*What the exercise asks:* Report each line of the entries below that includes "Naming".

*Stored data:*
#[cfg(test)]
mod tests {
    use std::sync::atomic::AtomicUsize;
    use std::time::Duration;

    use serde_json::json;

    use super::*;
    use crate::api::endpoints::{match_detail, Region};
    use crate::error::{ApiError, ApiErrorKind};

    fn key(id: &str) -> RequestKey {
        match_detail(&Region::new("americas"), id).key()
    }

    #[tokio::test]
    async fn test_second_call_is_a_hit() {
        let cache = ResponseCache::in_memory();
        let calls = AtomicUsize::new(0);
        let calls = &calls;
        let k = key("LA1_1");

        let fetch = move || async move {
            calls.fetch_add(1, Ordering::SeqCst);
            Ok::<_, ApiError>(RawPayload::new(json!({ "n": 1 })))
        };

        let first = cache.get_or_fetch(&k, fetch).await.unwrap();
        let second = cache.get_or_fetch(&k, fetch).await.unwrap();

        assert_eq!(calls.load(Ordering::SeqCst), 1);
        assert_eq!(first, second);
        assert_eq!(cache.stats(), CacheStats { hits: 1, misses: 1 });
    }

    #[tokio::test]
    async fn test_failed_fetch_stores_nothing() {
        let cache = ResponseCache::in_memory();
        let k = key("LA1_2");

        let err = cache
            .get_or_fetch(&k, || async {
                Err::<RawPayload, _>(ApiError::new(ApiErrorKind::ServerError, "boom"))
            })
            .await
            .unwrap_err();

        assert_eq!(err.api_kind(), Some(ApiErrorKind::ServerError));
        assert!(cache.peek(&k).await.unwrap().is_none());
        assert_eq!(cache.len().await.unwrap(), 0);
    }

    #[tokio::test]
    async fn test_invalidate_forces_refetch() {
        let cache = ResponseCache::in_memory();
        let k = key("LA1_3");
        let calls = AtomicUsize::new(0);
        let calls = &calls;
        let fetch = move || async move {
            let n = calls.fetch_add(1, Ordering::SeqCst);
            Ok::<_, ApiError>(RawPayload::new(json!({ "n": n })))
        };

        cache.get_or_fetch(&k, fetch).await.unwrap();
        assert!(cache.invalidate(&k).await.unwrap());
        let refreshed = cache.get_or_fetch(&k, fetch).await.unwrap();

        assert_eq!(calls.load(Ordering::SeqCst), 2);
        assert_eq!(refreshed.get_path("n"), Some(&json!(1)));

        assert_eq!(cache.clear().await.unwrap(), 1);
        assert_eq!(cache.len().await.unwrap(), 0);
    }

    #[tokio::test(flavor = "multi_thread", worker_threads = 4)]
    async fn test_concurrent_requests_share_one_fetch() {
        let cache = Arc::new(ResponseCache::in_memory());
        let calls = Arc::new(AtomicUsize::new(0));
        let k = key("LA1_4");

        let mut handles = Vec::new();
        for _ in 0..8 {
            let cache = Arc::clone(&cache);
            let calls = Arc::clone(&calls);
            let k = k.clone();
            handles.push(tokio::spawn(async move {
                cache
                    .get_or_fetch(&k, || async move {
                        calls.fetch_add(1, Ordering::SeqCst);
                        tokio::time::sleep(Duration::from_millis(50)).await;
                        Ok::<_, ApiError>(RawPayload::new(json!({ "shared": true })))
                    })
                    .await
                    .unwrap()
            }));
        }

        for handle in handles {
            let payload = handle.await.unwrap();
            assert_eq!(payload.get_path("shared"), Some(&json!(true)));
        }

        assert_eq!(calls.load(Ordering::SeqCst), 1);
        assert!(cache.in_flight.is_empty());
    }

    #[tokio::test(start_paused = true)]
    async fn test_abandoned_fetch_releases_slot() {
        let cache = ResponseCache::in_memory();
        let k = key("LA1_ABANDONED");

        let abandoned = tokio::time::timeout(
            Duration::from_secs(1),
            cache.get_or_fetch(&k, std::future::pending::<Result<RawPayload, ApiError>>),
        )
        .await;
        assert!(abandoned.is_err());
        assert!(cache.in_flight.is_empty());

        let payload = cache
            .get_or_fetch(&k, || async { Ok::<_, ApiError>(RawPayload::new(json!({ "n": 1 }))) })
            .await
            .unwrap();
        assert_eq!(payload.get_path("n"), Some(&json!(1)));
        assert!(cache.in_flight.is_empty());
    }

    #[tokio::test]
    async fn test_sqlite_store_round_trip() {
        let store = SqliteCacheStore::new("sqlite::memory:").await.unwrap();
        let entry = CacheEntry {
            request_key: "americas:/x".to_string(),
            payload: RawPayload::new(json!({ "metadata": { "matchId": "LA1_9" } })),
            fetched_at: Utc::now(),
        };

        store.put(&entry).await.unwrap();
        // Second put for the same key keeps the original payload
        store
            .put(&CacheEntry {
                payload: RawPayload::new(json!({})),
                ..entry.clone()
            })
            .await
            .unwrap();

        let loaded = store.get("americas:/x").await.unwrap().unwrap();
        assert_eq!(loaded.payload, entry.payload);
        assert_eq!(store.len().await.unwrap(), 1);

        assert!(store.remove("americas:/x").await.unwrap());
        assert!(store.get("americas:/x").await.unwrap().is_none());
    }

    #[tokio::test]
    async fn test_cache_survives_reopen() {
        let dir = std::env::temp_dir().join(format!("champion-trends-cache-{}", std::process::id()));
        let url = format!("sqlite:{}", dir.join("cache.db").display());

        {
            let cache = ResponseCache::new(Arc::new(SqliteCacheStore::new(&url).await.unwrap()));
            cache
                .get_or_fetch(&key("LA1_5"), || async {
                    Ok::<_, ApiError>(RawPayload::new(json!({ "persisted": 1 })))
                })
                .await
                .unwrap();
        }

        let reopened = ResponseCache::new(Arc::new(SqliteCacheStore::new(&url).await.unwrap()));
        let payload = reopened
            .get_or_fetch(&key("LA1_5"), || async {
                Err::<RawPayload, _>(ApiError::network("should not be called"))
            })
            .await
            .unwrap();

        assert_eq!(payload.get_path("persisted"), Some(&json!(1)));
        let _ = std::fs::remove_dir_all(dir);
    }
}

...

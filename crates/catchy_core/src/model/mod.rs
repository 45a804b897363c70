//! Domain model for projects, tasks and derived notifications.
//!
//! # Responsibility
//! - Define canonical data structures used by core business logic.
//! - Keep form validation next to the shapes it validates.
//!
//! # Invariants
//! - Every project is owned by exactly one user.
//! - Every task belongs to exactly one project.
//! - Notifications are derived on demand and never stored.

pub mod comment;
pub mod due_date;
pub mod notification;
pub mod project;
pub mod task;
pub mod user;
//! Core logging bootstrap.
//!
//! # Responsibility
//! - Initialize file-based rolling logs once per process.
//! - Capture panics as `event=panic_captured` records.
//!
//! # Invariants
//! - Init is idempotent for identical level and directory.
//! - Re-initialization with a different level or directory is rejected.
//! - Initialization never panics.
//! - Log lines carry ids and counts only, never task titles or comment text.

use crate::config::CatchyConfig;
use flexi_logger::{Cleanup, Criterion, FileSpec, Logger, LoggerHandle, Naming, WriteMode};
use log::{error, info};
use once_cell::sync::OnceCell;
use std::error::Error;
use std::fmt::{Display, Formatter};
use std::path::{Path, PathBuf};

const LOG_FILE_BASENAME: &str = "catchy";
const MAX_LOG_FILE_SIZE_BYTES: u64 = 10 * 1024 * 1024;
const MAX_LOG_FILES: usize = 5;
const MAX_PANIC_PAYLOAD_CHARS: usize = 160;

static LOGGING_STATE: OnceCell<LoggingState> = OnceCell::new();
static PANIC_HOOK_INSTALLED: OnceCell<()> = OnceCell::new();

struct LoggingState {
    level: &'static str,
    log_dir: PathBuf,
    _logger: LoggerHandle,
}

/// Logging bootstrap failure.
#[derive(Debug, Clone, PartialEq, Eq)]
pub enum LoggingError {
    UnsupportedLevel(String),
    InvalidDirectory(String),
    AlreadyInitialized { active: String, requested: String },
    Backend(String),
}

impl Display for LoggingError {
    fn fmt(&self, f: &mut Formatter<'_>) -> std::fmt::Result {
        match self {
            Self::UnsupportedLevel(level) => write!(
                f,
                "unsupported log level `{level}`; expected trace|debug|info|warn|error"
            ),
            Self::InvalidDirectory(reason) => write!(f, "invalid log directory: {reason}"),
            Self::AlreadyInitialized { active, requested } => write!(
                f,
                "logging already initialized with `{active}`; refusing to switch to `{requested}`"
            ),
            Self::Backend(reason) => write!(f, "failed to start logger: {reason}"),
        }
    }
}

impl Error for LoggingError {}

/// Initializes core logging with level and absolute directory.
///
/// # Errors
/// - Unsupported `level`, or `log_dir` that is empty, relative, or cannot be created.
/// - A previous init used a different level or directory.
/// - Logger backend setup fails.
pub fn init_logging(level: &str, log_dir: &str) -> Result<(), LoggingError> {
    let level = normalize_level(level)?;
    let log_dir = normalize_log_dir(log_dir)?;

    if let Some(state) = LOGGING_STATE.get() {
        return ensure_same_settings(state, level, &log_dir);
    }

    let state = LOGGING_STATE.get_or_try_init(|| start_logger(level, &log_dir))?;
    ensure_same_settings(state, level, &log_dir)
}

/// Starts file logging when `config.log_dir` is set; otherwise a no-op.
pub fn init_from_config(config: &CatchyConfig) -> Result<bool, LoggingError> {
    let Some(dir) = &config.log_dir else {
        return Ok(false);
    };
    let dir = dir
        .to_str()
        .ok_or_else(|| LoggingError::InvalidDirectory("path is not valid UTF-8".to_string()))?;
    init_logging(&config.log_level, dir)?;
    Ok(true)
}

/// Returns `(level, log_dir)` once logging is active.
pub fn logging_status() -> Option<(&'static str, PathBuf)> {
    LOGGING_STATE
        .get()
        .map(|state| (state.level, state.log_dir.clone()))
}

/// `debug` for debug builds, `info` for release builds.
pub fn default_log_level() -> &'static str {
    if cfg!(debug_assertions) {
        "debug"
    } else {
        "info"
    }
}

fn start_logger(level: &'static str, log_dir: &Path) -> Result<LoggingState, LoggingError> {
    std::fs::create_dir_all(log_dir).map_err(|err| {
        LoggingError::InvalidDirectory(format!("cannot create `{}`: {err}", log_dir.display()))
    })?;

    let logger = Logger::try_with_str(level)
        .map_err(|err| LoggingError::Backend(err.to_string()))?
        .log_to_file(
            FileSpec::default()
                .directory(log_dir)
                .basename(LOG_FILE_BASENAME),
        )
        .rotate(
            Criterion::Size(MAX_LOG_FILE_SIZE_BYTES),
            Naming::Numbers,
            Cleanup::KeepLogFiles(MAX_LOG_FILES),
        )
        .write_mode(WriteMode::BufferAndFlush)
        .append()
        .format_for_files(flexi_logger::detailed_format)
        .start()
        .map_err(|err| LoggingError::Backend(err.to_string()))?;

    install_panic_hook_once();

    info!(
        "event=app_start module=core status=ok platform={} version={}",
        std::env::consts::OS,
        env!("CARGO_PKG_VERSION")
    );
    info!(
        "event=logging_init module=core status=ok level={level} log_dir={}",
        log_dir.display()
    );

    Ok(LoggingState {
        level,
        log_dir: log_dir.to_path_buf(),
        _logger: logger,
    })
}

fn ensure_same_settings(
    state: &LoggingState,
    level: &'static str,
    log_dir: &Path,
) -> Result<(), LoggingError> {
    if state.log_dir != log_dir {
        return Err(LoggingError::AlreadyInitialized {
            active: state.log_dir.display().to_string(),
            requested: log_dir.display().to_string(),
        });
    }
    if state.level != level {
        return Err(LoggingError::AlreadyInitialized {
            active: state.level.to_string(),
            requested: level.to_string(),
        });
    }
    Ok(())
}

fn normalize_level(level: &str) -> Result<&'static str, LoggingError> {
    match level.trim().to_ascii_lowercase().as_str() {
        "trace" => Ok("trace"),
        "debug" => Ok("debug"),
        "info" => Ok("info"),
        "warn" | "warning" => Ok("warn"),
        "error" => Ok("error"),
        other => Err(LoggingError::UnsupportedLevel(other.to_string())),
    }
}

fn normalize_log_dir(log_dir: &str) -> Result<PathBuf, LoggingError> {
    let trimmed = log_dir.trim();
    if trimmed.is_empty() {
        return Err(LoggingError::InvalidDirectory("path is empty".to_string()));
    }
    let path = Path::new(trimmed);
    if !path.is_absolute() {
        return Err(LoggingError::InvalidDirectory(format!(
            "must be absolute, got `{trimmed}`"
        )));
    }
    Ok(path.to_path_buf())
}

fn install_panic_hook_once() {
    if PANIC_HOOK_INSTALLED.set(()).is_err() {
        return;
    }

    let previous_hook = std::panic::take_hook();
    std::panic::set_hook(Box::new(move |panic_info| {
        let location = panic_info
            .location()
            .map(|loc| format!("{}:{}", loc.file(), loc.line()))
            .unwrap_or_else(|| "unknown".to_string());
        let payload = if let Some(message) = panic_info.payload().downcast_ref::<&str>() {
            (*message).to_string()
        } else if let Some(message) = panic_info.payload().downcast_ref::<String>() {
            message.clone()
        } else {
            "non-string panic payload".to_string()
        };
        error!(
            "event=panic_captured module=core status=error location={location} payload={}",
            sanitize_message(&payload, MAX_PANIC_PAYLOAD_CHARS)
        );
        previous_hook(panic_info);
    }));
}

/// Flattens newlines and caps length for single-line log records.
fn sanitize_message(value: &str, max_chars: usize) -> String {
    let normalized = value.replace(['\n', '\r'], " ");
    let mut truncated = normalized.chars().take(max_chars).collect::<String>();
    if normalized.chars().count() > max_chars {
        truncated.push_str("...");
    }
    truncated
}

*Problem solution:*
use flexi_logger::{Cleanup, Criterion, FileSpec, Logger, LoggerHandle, Naming, WriteMode};
            Naming::Numbers,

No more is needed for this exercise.